比較対象として最も優れている存在だと思う。
彼と並べば当代最強の剣士。
彼を超えれば火炎魔人と同じ人外へ。
アルゼイド流だけでは並び立つことすら不可能だと悟った。だからこそ何回も輪廻を重ねることでヴァンダール流も極めた。幾つかの世界線では彼の実力を超えたこともある。喜んだ。これで輪廻の先に行けると。結果は散々。ループは打破できなかったけれども、一つの目安として今でも参考にしている。
オーレリア・ルグィンは除外する。あの女傑と出会った世界線は碌な事が無い。無視無視。遭遇しないように注意しなければならない。
「とにかく。アンタは強いんでしょ?」
再確認してくるセリーヌへ頷き返す。
「多少はな。まだまだ誇れる実力ではないけど」
「結社の人間でも無いのよね?」
「『身喰らう蛇』とかいう奴らか?」
「ええ。世界中に散らばる犯罪組織よ」
名前だけ聞き及んでいる。
秘密結社『身喰らう蛇』。火炎魔人の属する組織と聞く。リベールの異変、クロスベルの独立騒ぎも彼らの暗躍に因るものだとか。俄かに信じ難いものの、ヴィクターさんやオーレリアが嘘を吐くとも思えない。

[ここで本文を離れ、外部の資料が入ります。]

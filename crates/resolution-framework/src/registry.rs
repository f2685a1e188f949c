//! Resolver registry and selector-based routing

use std::sync::Arc;

use resolution_common::{Error, LABEL_KEY_RESOLVER_TYPE};
use tracing::info;

use crate::resolver::{selector_matches, Labels, Resolver};

/// Outcome of routing a request's labels
pub enum Route<'a> {
    /// Exactly one resolver owns the request
    Resolver(&'a Arc<dyn Resolver>),
    /// No registered resolver matches
    Unowned,
}

/// The set of resolvers served by this controller
#[derive(Default)]
pub struct ResolverRegistry {
    resolvers: Vec<Arc<dyn Resolver>>,
}

impl ResolverRegistry {
    /// Create an empty registry
    pub fn new() -> Self {
        Self::default()
    }

    /// Register a resolver
    ///
    /// The selector must carry the resolver-type label, its value must name the
    /// resolver (case-insensitively), and no other resolver may have the same
    /// selector.
    pub fn register(&mut self, resolver: Arc<dyn Resolver>) -> Result<(), Error> {
        let selector = resolver.selector();
        let name = resolver.name();

        let Some(resolver_type) = selector.get(LABEL_KEY_RESOLVER_TYPE) else {
            return Err(Error::configuration(format!(
                "resolver {name:?} selector is missing the {LABEL_KEY_RESOLVER_TYPE} label"
            )));
        };
        if !resolver_type.eq_ignore_ascii_case(name) {
            return Err(Error::configuration(format!(
                "resolver {name:?} selector type {resolver_type:?} does not match its name"
            )));
        }
        if let Some(existing) = self.resolvers.iter().find(|r| r.selector() == selector) {
            return Err(Error::configuration(format!(
                "resolver {name:?} has the same selector as {:?}",
                existing.name()
            )));
        }

        info!(resolver = %name, resolver_type = %resolver_type, "registered resolver");
        self.resolvers.push(resolver);
        Ok(())
    }

    /// Find the resolver owning a request with the given labels
    ///
    /// More than one match is a configuration error.
    pub fn route(&self, labels: &Labels) -> Result<Route<'_>, Error> {
        let mut matches = self
            .resolvers
            .iter()
            .filter(|r| selector_matches(&r.selector(), labels));

        match (matches.next(), matches.next()) {
            (None, _) => Ok(Route::Unowned),
            (Some(resolver), None) => Ok(Route::Resolver(resolver)),
            (Some(first), Some(second)) => Err(Error::configuration(format!(
                "request labels match more than one resolver ({:?}, {:?})",
                first.name(),
                second.name()
            ))),
        }
    }

    /// Look up a resolver by its type label value
    pub fn get(&self, resolver_type: &str) -> Option<&Arc<dyn Resolver>> {
        self.resolvers.iter().find(|r| {
            r.selector()
                .get(LABEL_KEY_RESOLVER_TYPE)
                .is_some_and(|t| t == resolver_type)
        })
    }

    /// Registered resolver names
    pub fn names(&self) -> Vec<&str> {
        self.resolvers.iter().map(|r| r.name()).collect()
    }

    /// Number of registered resolvers
    pub fn len(&self) -> usize {
        self.resolvers.len()
    }

    /// Whether nothing is registered
    pub fn is_empty(&self) -> bool {
        self.resolvers.is_empty()
    }
}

そういえば『カンパネルラ』も結社の一人と聞いた。あの子供がねぇ。人を弄り倒すからぶん殴った事もある。懐かしい話だ。
「生憎とスカウトされていない。それにな。犯罪に手を染めるのは人生の最後だと決めている。頼まれても加入しないよ」
カンパネルラに断言されたのだ。
アレはいつの世界線だったか。
秘密結社でも君の輪廻を覆すことは無理だと。未来永劫、君は同じ時間軸を揺蕩うのだと。諦めろと。外なる神に目を付けられた君は助からないのだと。
屈辱だった。
俺は何も言い返せなかった。
ただ泣いて縋り、次の日には自殺した。
「そう。貴族連合軍との付き合いは?」
「欠片も無い。俺は平民出身だ」
「そ、そう。なら安心したわ」
「リィン・シュバルツァーを貴族連合軍に売り飛ばされるとでも危惧していたのか?」
「少しだけね。騎神さえ目覚めれば逃げられると思うけど、二人とも目覚める気配すらないもの」
心配そうに灰色の騎士人形を見る黒猫。
その傍らで死んだように眠る未来の英雄。
約3週間前、七耀暦1204年10月30日。運命の日。クロウ・アームブラストによって狙撃された鉄血宰相。貴族連合軍によって占領される帝都ヘイムダル。帝都近郊の町トリスタも襲撃に遭い、リィン・シュバルツァーたちトールズ士官学院Ⅶ組も無様に離散した。
その日、俺は変わりなく剣を振るっていた。
アイゼンガルド連峰の奥深くで。湧き続ける魔獣を相手に一騎当千の如く。暇だった。むしゃくしゃしていた。魔獣の血と肉片を尻目に、月夜の下で晩酌していると、突如、轟音が鳴り響いた。
見上げて驚愕。灰の騎神がゆっくり着陸した。
口を半開きにして待機。猫が喋って更に驚嘆。
事情を聞き、一人納得した。
内戦初期、リィン・シュバルツァーは行方不明だったと聞いた。まさか蒼の騎神に敗れ、アイゼンガルド連峰の山奥で傷を癒しているとは想像だにしていなかった。マスコミもリークできないわけだ。想像できる訳もない。理解の外だ。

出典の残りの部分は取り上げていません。